═══ Data shown

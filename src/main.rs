use anyhow::Result;
use clap::Parser;
use std::path::PathBuf;
use std::sync::Arc;
use tracing::{info, warn};
use tracing_subscriber::{layer::SubscriberExt, util::SubscriberInitExt};

use hls_proxy::{
    config::Config,
    proxy::HlsProxy,
    services::{ChannelStore, HttpOriginFetcher},
    utils::url::UrlUtils,
    web::WebServer,
};

#[derive(Parser)]
#[command(name = "hls-proxy")]
#[command(version)]
#[command(about = "Caching HLS reverse proxy with live/cloud origin failover")]
#[command(long_about = None)]
struct Cli {
    /// Configuration file path
    #[arg(short, long, default_value = "config.toml")]
    config: String,

    /// Listening IP address
    #[arg(short = 'H', long, value_name = "IP")]
    host: Option<String>,

    /// Listening port
    #[arg(short, long, value_name = "PORT")]
    port: Option<u16>,

    /// Channel mapping file (overrides config file)
    #[arg(long, value_name = "PATH")]
    channels: Option<PathBuf>,

    /// Log level
    #[arg(short = 'v', long, default_value = "info")]
    log_level: String,
}

#[tokio::main]
async fn main() -> Result<()> {
    let cli = Cli::parse();

    let log_filter = if cli.log_level == "trace" {
        format!("hls_proxy={},tower_http=trace", cli.log_level)
    } else {
        format!("hls_proxy={}", cli.log_level)
    };
    tracing_subscriber::registry()
        .with(
            tracing_subscriber::EnvFilter::try_from_default_env()
                .unwrap_or_else(|_| log_filter.into()),
        )
        .with(tracing_subscriber::fmt::layer())
        .init();

    info!("Starting hls-proxy v{}", env!("CARGO_PKG_VERSION"));

    let mut config = Config::load_from_file(&cli.config)?;
    if let Some(host) = cli.host {
        config.web.host = host;
    }
    if let Some(port) = cli.port {
        config.web.port = port;
    }
    if let Some(channels) = cli.channels {
        config.channels.path = channels;
    }

    let store = Arc::new(ChannelStore::load(&config.channels.path).await?);
    let fetcher = Arc::new(HttpOriginFetcher::new(&config.proxy)?);
    let proxy = Arc::new(HlsProxy::new(store.clone(), fetcher, config.proxy.clone())?);

    for name in store.snapshot().names() {
        if let Some(channel) = store.get(name) {
            info!(
                "Channel '{}': live={} cloud={}",
                name,
                channel.live_url().map(UrlUtils::obfuscate_credentials).unwrap_or_else(|| "-".into()),
                channel.cloud_url().map(UrlUtils::obfuscate_credentials).unwrap_or_else(|| "-".into()),
            );
        }
    }

    proxy.spawn_pruner();
    spawn_reload_on_hangup(store);

    let server = WebServer::new(&config.web, proxy)?;
    info!("Listening on {}:{}", server.host(), server.port());
    server.serve().await?;

    info!("Shutdown complete");
    Ok(())
}

/// Re-read the channel file whenever the process receives SIGHUP
#[cfg(unix)]
fn spawn_reload_on_hangup(store: Arc<ChannelStore>) {
    use tokio::signal::unix::{SignalKind, signal};

    let mut hangups = match signal(SignalKind::hangup()) {
        Ok(stream) => stream,
        Err(e) => {
            warn!("SIGHUP reload disabled: {}", e);
            return;
        }
    };

    tokio::spawn(async move {
        while hangups.recv().await.is_some() {
            info!("Received SIGHUP, reloading channels");
            match store.reload().await {
                Ok(count) => info!("Reloaded {} channel(s)", count),
                Err(e) => warn!("Channel reload failed, keeping current map: {}", e),
            }
        }
    });
}

#[cfg(not(unix))]
fn spawn_reload_on_hangup(_store: Arc<ChannelStore>) {
    warn!("Channel reload on SIGHUP is only supported on unix");
}
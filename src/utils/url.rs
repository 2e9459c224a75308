//! URL utilities for consistent URL handling
//!
//! This module provides the URL manipulation the proxy needs when mapping
//! origin manifests into its own namespace: base directories, joins,
//! cache-busting tokens and credential obfuscation for logs.

use url::Url;

/// Name of the cache-busting query parameter appended to rewritten references
pub const CACHE_TOKEN_PARAM: &str = "v";

/// URL utilities for consistent URL handling
pub struct UrlUtils;

impl UrlUtils {
    /// Directory portion of an origin manifest URL, always ending in `/`.
    ///
    /// The query string and fragment are dropped:
    ///
    /// ```rust
    /// use hls_proxy::utils::url::UrlUtils;
    ///
    /// assert_eq!(
    ///     UrlUtils::base_directory("http://o/hls/live.m3u8?token=1").unwrap(),
    ///     "http://o/hls/"
    /// );
    /// ```
    pub fn base_directory(manifest_url: &str) -> Result<String, url::ParseError> {
        let mut url = Url::parse(manifest_url)?;
        let dir = match url.path().rfind('/') {
            Some(idx) => url.path()[..=idx].to_string(),
            None => "/".to_string(),
        };
        url.set_path(&dir);
        url.set_query(None);
        url.set_fragment(None);
        Ok(url.to_string())
    }

    /// Join a base URL with a path segment
    ///
    /// This function safely joins URLs, handling trailing slashes and proper encoding.
    pub fn join(base: &str, path: &str) -> Result<String, url::ParseError> {
        let base_url = Url::parse(base)?;
        let joined = base_url.join(path)?;
        Ok(joined.to_string())
    }

    /// Whether a reference already carries a scheme we can fetch
    pub fn is_absolute_http(reference: &str) -> bool {
        let lower = reference.get(..8).unwrap_or(reference).to_ascii_lowercase();
        lower.starts_with("http://") || lower.starts_with("https://")
    }

    /// Reference with its query string and fragment removed
    pub fn strip_query(reference: &str) -> &str {
        let end = reference.find(['?', '#']).unwrap_or(reference.len());
        &reference[..end]
    }

    /// Set the cache-busting parameter on a reference, replacing any existing one.
    ///
    /// Other query parameters are kept in order, so applying this twice yields
    /// a single token.
    pub fn with_cache_token(reference: &str, token: &str) -> String {
        let (path, query) = match reference.split_once('?') {
            Some((path, query)) => (path, query),
            None => (reference, ""),
        };

        let mut params: Vec<&str> = query
            .split('&')
            .filter(|p| !p.is_empty())
            .filter(|p| p.split('=').next() != Some(CACHE_TOKEN_PARAM))
            .collect();
        let token_param = format!("{CACHE_TOKEN_PARAM}={token}");
        params.push(&token_param);

        format!("{path}?{}", params.join("&"))
    }

    /// Obfuscate credentials in URLs for safe logging
    pub fn obfuscate_credentials(url: &str) -> String {
        use regex::Regex;

        let mut obfuscated = url.to_string();

        // Handle URL auth (user:pass@host)
        if let Ok(parsed) = Url::parse(url)
            && (!parsed.username().is_empty() || parsed.password().is_some())
        {
            let mut new_url = parsed.clone();
            let _ = new_url.set_username("****");
            let _ = new_url.set_password(Some("****"));
            obfuscated = new_url.to_string();
        }

        let sensitive_params = ["username", "password", "user", "pass", "pwd", "token"];

        for param in &sensitive_params {
            let pattern = format!(r"(?i)([?&]{}=)[^&]*", regex::escape(param));
            if let Ok(re) = Regex::new(&pattern) {
                obfuscated = re.replace_all(&obfuscated, "${1}****").to_string();
            }
        }

        obfuscated
    }
}
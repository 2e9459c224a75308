//! Live-origin detection
//!
//! A channel is live when a short probe of its live manifest returns a
//! success status and a body that looks like a playlist with segments.
//! Verdicts are cached per channel for `liveness_ttl`; within that window no
//! network call is made. Probe failures of any kind mean "not live" and are
//! never surfaced to clients.

use std::sync::Arc;

use tokio::time::Instant;
use tracing::{debug, info};

use crate::config::ProxyConfig;
use crate::models::Channel;
use crate::services::{OriginFetcher, OriginRequest};
use crate::utils::url::UrlUtils;

use super::channel_state::ChannelRegistry;

/// Decides whether a probed manifest prefix indicates a live origin
pub trait ProbePolicy: Send + Sync {
    fn is_live(&self, prefix: &[u8]) -> bool;
}

/// Live when the prefix mentions a `.ts` segment
#[derive(Debug, Clone, Copy, Default)]
pub struct SegmentTokenPolicy;

impl ProbePolicy for SegmentTokenPolicy {
    fn is_live(&self, prefix: &[u8]) -> bool {
        prefix.windows(3).any(|w| w == b".ts")
    }
}

pub struct LivenessTracker {
    fetcher: Arc<dyn OriginFetcher>,
    registry: Arc<ChannelRegistry>,
    policy: Box<dyn ProbePolicy>,
    config: ProxyConfig,
}

impl LivenessTracker {
    pub fn new(
        fetcher: Arc<dyn OriginFetcher>,
        registry: Arc<ChannelRegistry>,
        config: ProxyConfig,
    ) -> Self {
        Self::with_policy(fetcher, registry, config, Box::new(SegmentTokenPolicy))
    }

    pub fn with_policy(
        fetcher: Arc<dyn OriginFetcher>,
        registry: Arc<ChannelRegistry>,
        config: ProxyConfig,
        policy: Box<dyn ProbePolicy>,
    ) -> Self {
        Self {
            fetcher,
            registry,
            policy,
            config,
        }
    }

    /// Current verdict, probing the live origin if the cached one is stale
    pub async fn is_live(&self, channel: &Channel) -> bool {
        let state = self.registry.get_or_create(&channel.name);
        let record = state.liveness();
        if let Some(checked_at) = record.checked_at
            && checked_at.elapsed() < self.config.liveness_ttl
        {
            return record.is_live;
        }

        let is_live = match channel.live_url() {
            Some(url) => self.probe(url).await,
            None => false,
        };

        let previous = state.set_liveness(is_live, Instant::now());
        if previous.checked_at.is_some() && previous.is_live != is_live {
            info!(
                "Channel '{}' switched to {} origin",
                channel.name,
                if is_live { "live" } else { "cloud" }
            );
        } else {
            debug!("Channel '{}' liveness: {}", channel.name, is_live);
        }
        is_live
    }

    /// Last recorded verdict without probing
    pub fn peek(&self, channel: &str) -> Option<bool> {
        let record = self.registry.get(channel)?.liveness();
        record.checked_at.map(|_| record.is_live)
    }

    async fn probe(&self, url: &str) -> bool {
        let request = OriginRequest::new(url, self.config.probe_timeout)
            .with_range(Some(format!("bytes=0-{}", self.config.probe_bytes)));

        let response = match self.fetcher.fetch(request).await {
            Ok(response) => response,
            Err(e) => {
                debug!("Liveness probe failed: {}", e);
                return false;
            }
        };

        if !response.is_success() {
            debug!(
                "Liveness probe of {} returned {}",
                UrlUtils::obfuscate_credentials(url),
                response.status
            );
            return false;
        }

        // Origins that ignore Range still only get `probe_bytes + 1` bytes read
        let deadline = Instant::now() + self.config.probe_timeout;
        match tokio::time::timeout_at(deadline, response.read_prefix(self.config.probe_bytes + 1))
            .await
        {
            Ok(Ok(prefix)) => self.policy.is_live(&prefix),
            Ok(Err(e)) => {
                debug!("Liveness probe body failed: {}", e);
                false
            }
            Err(_) => {
                debug!(
                    "Liveness probe body timed out for {}",
                    UrlUtils::obfuscate_credentials(url)
                );
                false
            }
        }
    }
}

#[cfg(test)]
mod tests {
    use super::*;
    use crate::errors::{AppError, AppResult};
    use crate::models::ChannelEntry;
    use crate::proxy::segment_cache::SegmentCacheLimits;
    use crate::services::OriginResponse;
    use async_trait::async_trait;
    use axum::http::StatusCode;
    use bytes::Bytes;
    use std::num::NonZeroUsize;
    use std::sync::Mutex;
    use std::sync::atomic::{AtomicUsize, Ordering};
    use std::time::Duration;

    enum Reply {
        Body(&'static str),
        Status(StatusCode),
        Fail,
    }

    struct ScriptedFetcher {
        reply: Mutex<Reply>,
        calls: AtomicUsize,
        last_range: Mutex<Option<String>>,
    }

    impl ScriptedFetcher {
        fn new(reply: Reply) -> Arc<Self> {
            Arc::new(Self {
                reply: Mutex::new(reply),
                calls: AtomicUsize::new(0),
                last_range: Mutex::new(None),
            })
        }

        fn set(&self, reply: Reply) {
            *self.reply.lock().unwrap() = reply;
        }

        fn calls(&self) -> usize {
            self.calls.load(Ordering::SeqCst)
        }
    }

    #[async_trait]
    impl OriginFetcher for ScriptedFetcher {
        async fn fetch(&self, request: OriginRequest) -> AppResult<OriginResponse> {
            self.calls.fetch_add(1, Ordering::SeqCst);
            *self.last_range.lock().unwrap() = request.range.clone();
            match &*self.reply.lock().unwrap() {
                Reply::Body(body) => Ok(OriginResponse::from_bytes(
                    StatusCode::OK,
                    Bytes::from_static(body.as_bytes()),
                )),
                Reply::Status(status) => Ok(OriginResponse::from_bytes(*status, Bytes::new())),
                Reply::Fail => Err(AppError::origin_unavailable(request.url, "refused")),
            }
        }
    }

    fn tracker(fetcher: Arc<ScriptedFetcher>) -> LivenessTracker {
        let registry = Arc::new(ChannelRegistry::new(SegmentCacheLimits {
            ttl: Duration::from_secs(30),
            max_segments: NonZeroUsize::new(4).unwrap(),
            max_bytes_per_segment: 1024,
        }));
        LivenessTracker::new(fetcher, registry, ProxyConfig::default())
    }

    fn channel(live: Option<&str>) -> Channel {
        Channel::from_entry(
            "a",
            &ChannelEntry {
                live: live.map(str::to_string),
                cloud: Some("http://o/cloud.m3u8".to_string()),
            },
        )
        .unwrap()
    }

    #[tokio::test(start_paused = true)]
    async fn test_live_when_prefix_mentions_segment() {
        let fetcher = ScriptedFetcher::new(Reply::Body("#EXTM3U\n#EXTINF:6,\nseg1.ts\n"));
        let tracker = tracker(fetcher.clone());

        assert!(tracker.is_live(&channel(Some("http://o/live.m3u8"))).await);
        assert_eq!(
            fetcher.last_range.lock().unwrap().as_deref(),
            Some("bytes=0-200")
        );
        assert_eq!(tracker.peek("a"), Some(true));
    }

    #[tokio::test(start_paused = true)]
    async fn test_not_live_on_failure_or_bad_status_or_empty_playlist() {
        let fetcher = ScriptedFetcher::new(Reply::Fail);
        let tracker = tracker(fetcher.clone());
        let channel = channel(Some("http://o/live.m3u8"));
        assert!(!tracker.is_live(&channel).await);

        tokio::time::advance(Duration::from_secs(6)).await;
        fetcher.set(Reply::Status(StatusCode::NOT_FOUND));
        assert!(!tracker.is_live(&channel).await);

        tokio::time::advance(Duration::from_secs(6)).await;
        fetcher.set(Reply::Body("#EXTM3U\n#EXT-X-ENDLIST\n"));
        assert!(!tracker.is_live(&channel).await);
        assert_eq!(fetcher.calls(), 3);
    }

    #[tokio::test(start_paused = true)]
    async fn test_verdict_is_cached_within_ttl() {
        let fetcher = ScriptedFetcher::new(Reply::Body("seg1.ts"));
        let tracker = tracker(fetcher.clone());
        let channel = channel(Some("http://o/live.m3u8"));

        assert!(tracker.is_live(&channel).await);
        fetcher.set(Reply::Fail);

        tokio::time::advance(Duration::from_secs(4)).await;
        assert!(tracker.is_live(&channel).await);
        assert_eq!(fetcher.calls(), 1);

        tokio::time::advance(Duration::from_secs(1)).await;
        assert!(!tracker.is_live(&channel).await);
        assert_eq!(fetcher.calls(), 2);
    }

    #[tokio::test(start_paused = true)]
    #[tracing_test::traced_test]
    async fn test_origin_switch_is_logged() {
        let fetcher = ScriptedFetcher::new(Reply::Body("seg1.ts"));
        let tracker = tracker(fetcher.clone());
        let channel = channel(Some("http://o/live.m3u8"));

        assert!(tracker.is_live(&channel).await);
        assert!(!logs_contain("switched to"));

        fetcher.set(Reply::Fail);
        tokio::time::advance(Duration::from_secs(5)).await;
        assert!(!tracker.is_live(&channel).await);
        assert!(logs_contain("Channel 'a' switched to cloud origin"));
    }

    #[tokio::test(start_paused = true)]
    async fn test_channel_without_live_url_is_never_probed() {
        let fetcher = ScriptedFetcher::new(Reply::Body("seg1.ts"));
        let tracker = tracker(fetcher.clone());

        assert!(!tracker.is_live(&channel(None)).await);
        assert_eq!(fetcher.calls(), 0);
    }

    #[test]
    fn test_peek_before_first_probe_is_none() {
        let fetcher = ScriptedFetcher::new(Reply::Fail);
        assert_eq!(tracker(fetcher).peek("a"), None);
    }

    #[test]
    fn test_segment_token_policy() {
        let policy = SegmentTokenPolicy;
        assert!(policy.is_live(b"#EXTM3U\nchunk_1.ts?x=1"));
        assert!(!policy.is_live(b"#EXTM3U\nchunk_1.m4s"));
        assert!(!policy.is_live(b""));
    }
}
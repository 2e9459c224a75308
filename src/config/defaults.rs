//! Configuration default values
//!
//! This module contains all the default values for configuration options,
//! making them easily changeable in one central location.

// Web server defaults
pub const DEFAULT_HOST: &str = "0.0.0.0";
pub const DEFAULT_PORT: u16 = 8080;

// Channel store defaults
pub const DEFAULT_CHANNELS_PATH: &str = "channels.json";

// Segment cache defaults
pub const DEFAULT_SEGMENT_TTL_MS: u64 = 30_000;
pub const DEFAULT_MAX_SEGMENTS_PER_CHANNEL: usize = 60;
pub const DEFAULT_MAX_BYTES_PER_SEGMENT: usize = 2 * 1024 * 1024; // typical .ts is < 1MB

// Liveness defaults
pub const DEFAULT_LIVENESS_TTL_MS: u64 = 5_000;
pub const DEFAULT_PROBE_TIMEOUT_MS: u64 = 1_500;
pub const DEFAULT_PROBE_BYTES: usize = 200;

// Origin fetch defaults
pub const DEFAULT_FETCH_TIMEOUT_MS: u64 = 5_000;
pub const DEFAULT_MANIFEST_TIMEOUT_MS: u64 = 3_000;
pub const DEFAULT_MANIFEST_CACHE_TTL_MS: u64 = 10_000;
pub const DEFAULT_MAX_CONCURRENT_ORIGIN_REQUESTS: usize = 64;

// Preload defaults
pub const DEFAULT_PRELOAD_SEGMENTS: usize = 2;
pub const DEFAULT_MAX_INFLIGHT_PRELOADS: usize = 16;

// Manifest rewriting defaults
pub const DEFAULT_CACHE_BUSTING: bool = true;

// Environment variable prefix for figment overrides (nested keys split on "__")
pub const ENV_PREFIX: &str = "HLS_PROXY_";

══════

» Task directions:
Scan the lines above for the word "services", then copy each line that has it.

» Problem solution:
    services::{ChannelStore, HttpOriginFetcher},
use crate::services::{OriginFetcher, OriginRequest};
    use crate::services::OriginResponse;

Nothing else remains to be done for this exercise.